In 1939, after long pressuring by Giani, the official seat of the School of Fascist Mysticism moved to "Il Covo", with a ceremony presided over by the secretary of the PNF Achille Starace. Over the years the "Covo" had been transformed into a permanent museum of the Fascist Revolution, and starting from 15 November 1939 the entire building had been proclaimed a "national monument" complete with an "honor guard" made of squadrists and war veterans. Between 19 and 20 February 1940, on the occasion of the tenth anniversary of the school's foundation, Giani organized the "National Convention of Fascist Mystic" in Milan, which in his intentions should have been the first of a series, but none followed due to Italy’s entry into World War II.

Like most of the "mystics", Giani again enlisted as a volunteer, this time in the 11th Alpini Regiment; he saw the war as the harbinger of a revolution that would lead to a new era. In June 1940 he took part in the battle of the Western Alps against France, being awarded a Silver Medal of Military Valor for an action carried out on June 24, 1940. After the Armistice of Villa Incisa Giani returned to civilian life, but in the meantime the war in North Africa had begun; he repeatedly requested to be sent to the new front as a volunteer, but without success. Finally, on 9 November 1940 he was able to leave for North Africa as war correspondent of Il Popolo d'Italia, Cronaca Prealpina and L'Illustrazione Italiana, attached to the units of the Regia Aeronautica.
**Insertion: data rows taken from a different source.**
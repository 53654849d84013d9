//! Page payload types
//!
//! Every handler answers with one of these payloads; an external view layer
//! turns them into HTML. Timestamps are serialized as RFC 3339 strings.

use serde::{Deserialize, Serialize};

/// An article as it appears in any payload
#[derive(Debug, Serialize, Deserialize)]
pub struct ArticleResponse {
    pub id: i64,
    pub title: String,
    pub subtitle: String,
    pub content: String,
    pub category: String,
    pub author: String,
    pub date_created: String,
}

impl From<crate::models::Article> for ArticleResponse {
    fn from(article: crate::models::Article) -> Self {
        Self {
            id: article.id,
            title: article.title,
            subtitle: article.subtitle,
            content: article.content,
            category: article.category,
            author: article.author,
            date_created: article.date_created.to_rfc3339(),
        }
    }
}

/// Front page: the featured articles
#[derive(Debug, Serialize, Deserialize)]
pub struct FrontPage {
    pub articles: Vec<ArticleResponse>,
}

/// Article listing page, with the filter echoed back
#[derive(Debug, Serialize, Deserialize)]
pub struct ArticleListPage {
    pub articles: Vec<ArticleResponse>,
    pub current_category: String,
}

/// Article detail page with related articles
#[derive(Debug, Serialize, Deserialize)]
pub struct ArticleDetailPage {
    pub article: ArticleResponse,
    pub related: Vec<ArticleResponse>,
}

/// Admin listing page
#[derive(Debug, Serialize, Deserialize)]
pub struct AdminPage {
    pub articles: Vec<ArticleResponse>,
}

/// Login/registration page, optionally carrying a user-facing error message
#[derive(Debug, Serialize, Deserialize)]
pub struct AuthPage {
    #[serde(skip_serializing_if = "Option::is_none")]
    pub error: Option<String>,
}

impl AuthPage {
    pub fn empty() -> Self {
        Self { error: None }
    }

    pub fn with_error(message: impl Into<String>) -> Self {
        Self {
            error: Some(message.into()),
        }
    }
}

/// Static page payload (about, contact, blank forms)
#[derive(Debug, Serialize, Deserialize)]
pub struct StaticPage {
    pub page: String,
    pub title: String,
}

impl StaticPage {
    pub fn new(page: &str, title: &str) -> Self {
        Self {
            page: page.to_string(),
            title: title.to_string(),
        }
    }
}
//! Shared API plumbing
//!
//! Application state handed to every handler, and the error payload used for
//! failure responses.

use axum::{
    http::StatusCode,
    response::{IntoResponse, Response},
    Json,
};
use serde::{Deserialize, Serialize};
use std::sync::Arc;

use crate::services::{ArticleService, UserService};

/// Shared application state
#[derive(Clone)]
pub struct AppState {
    pub articles: Arc<ArticleService>,
    pub users: Arc<UserService>,
}

impl AppState {
    pub fn new(articles: Arc<ArticleService>, users: Arc<UserService>) -> Self {
        Self { articles, users }
    }
}

/// Error response for API errors
#[derive(Debug, Serialize, Deserialize)]
pub struct ApiError {
    pub error: ApiErrorDetail,
}

#[derive(Debug, Serialize, Deserialize)]
pub struct ApiErrorDetail {
    pub code: String,
    pub message: String,
}

impl ApiError {
    pub fn new(code: impl Into<String>, message: impl Into<String>) -> Self {
        Self {
            error: ApiErrorDetail {
                code: code.into(),
                message: message.into(),
            },
        }
    }

    pub fn not_found(message: impl Into<String>) -> Self {
        Self::new("NOT_FOUND", message)
    }

    pub fn internal_error(message: impl Into<String>) -> Self {
        Self::new("INTERNAL_ERROR", message)
    }
}

impl IntoResponse for ApiError {
    fn into_response(self) -> Response {
        let status = match self.error.code.as_str() {
            "NOT_FOUND" => StatusCode::NOT_FOUND,
            _ => StatusCode::INTERNAL_SERVER_ERROR,
        };

        (status, Json(self)).into_response()
    }
}
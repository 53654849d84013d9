//! Admin endpoints
//!
//! - GET /admin - every article, newest first
//! - GET/POST /create_article - the article creation form and its action
//!
//! None of these verify the caller. Login only redirects here; an
//! unauthenticated request is served the same way.

use axum::{
    extract::State,
    response::{IntoResponse, Redirect, Response},
    Form, Json,
};
use serde::Deserialize;

use crate::api::common::{ApiError, AppState};
use crate::api::responses::{AdminPage, StaticPage};
use crate::models::CreateArticleInput;

/// Form fields for creating an article
#[derive(Debug, Deserialize)]
pub struct CreateArticleForm {
    pub title: String,
    pub subtitle: String,
    pub content: String,
    pub category: String,
    pub author: String,
}

/// GET /admin - full article listing, newest first
pub async fn admin_page(State(state): State<AppState>) -> Result<Json<AdminPage>, ApiError> {
    let articles = state
        .articles
        .list_all()
        .await
        .map_err(|e| ApiError::internal_error(e.to_string()))?;

    Ok(Json(AdminPage {
        articles: articles.into_iter().map(Into::into).collect(),
    }))
}

/// GET /create_article - blank creation form payload
pub async fn create_article_page() -> Json<StaticPage> {
    Json(StaticPage::new("create_article", "Create Article"))
}

/// POST /create_article - insert an article and return to the admin listing
///
/// All fields come straight from the form; no emptiness check is applied.
pub async fn create_article(
    State(state): State<AppState>,
    Form(form): Form<CreateArticleForm>,
) -> Result<Response, ApiError> {
    let input = CreateArticleInput::new(form.title, form.subtitle, form.content, form.category)
        .with_author(form.author);

    state
        .articles
        .create(input)
        .await
        .map_err(|e| ApiError::internal_error(e.to_string()))?;

    Ok(Redirect::to("/admin").into_response())
}
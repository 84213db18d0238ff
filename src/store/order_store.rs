use async_trait::async_trait;

use crate::models::Order;

// ============================================================================
// Order Store Contract
// ============================================================================

#[derive(Debug, thiserror::Error)]
pub enum StoreError {
    /// The store could not be reached; the order was not persisted and no
    /// partial record exists.
    #[error("order store unavailable: {0}")]
    Unavailable(String),
}

#[async_trait]
pub trait OrderStore: Send + Sync {
    /// Persist an order, assigning its id. Returns the full stored record.
    async fn save(&self, order: Order) -> Result<Order, StoreError>;

    /// Snapshot of all persisted orders at call time.
    async fn find_all(&self) -> Result<Vec<Order>, StoreError>;
}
In addition to his activity as a journalist, he also participated in flight missions, obtaining a Bronze Medal of Military Valor. On 28 December 1940 he was recalled to Italy where he resumed the leadership of Cronaca prealpina in Varese.

In February 1941 he again volunteered for the Greco-Italian War, once again assigned to the 11th Alpini Regiment. On 14 March 1941 he volunteered to lead an attack aimed at capturing the northern tip of Mali i Shëndëllisë, a mountain in Albania held by the Greeks; his squad succeeded in capturing the Greek outpost, but was then driven back by a Greek counterattack, in which Giani was killed in hand-to-hand combat. He was posthumously awarded the Gold Medal of Military Valor.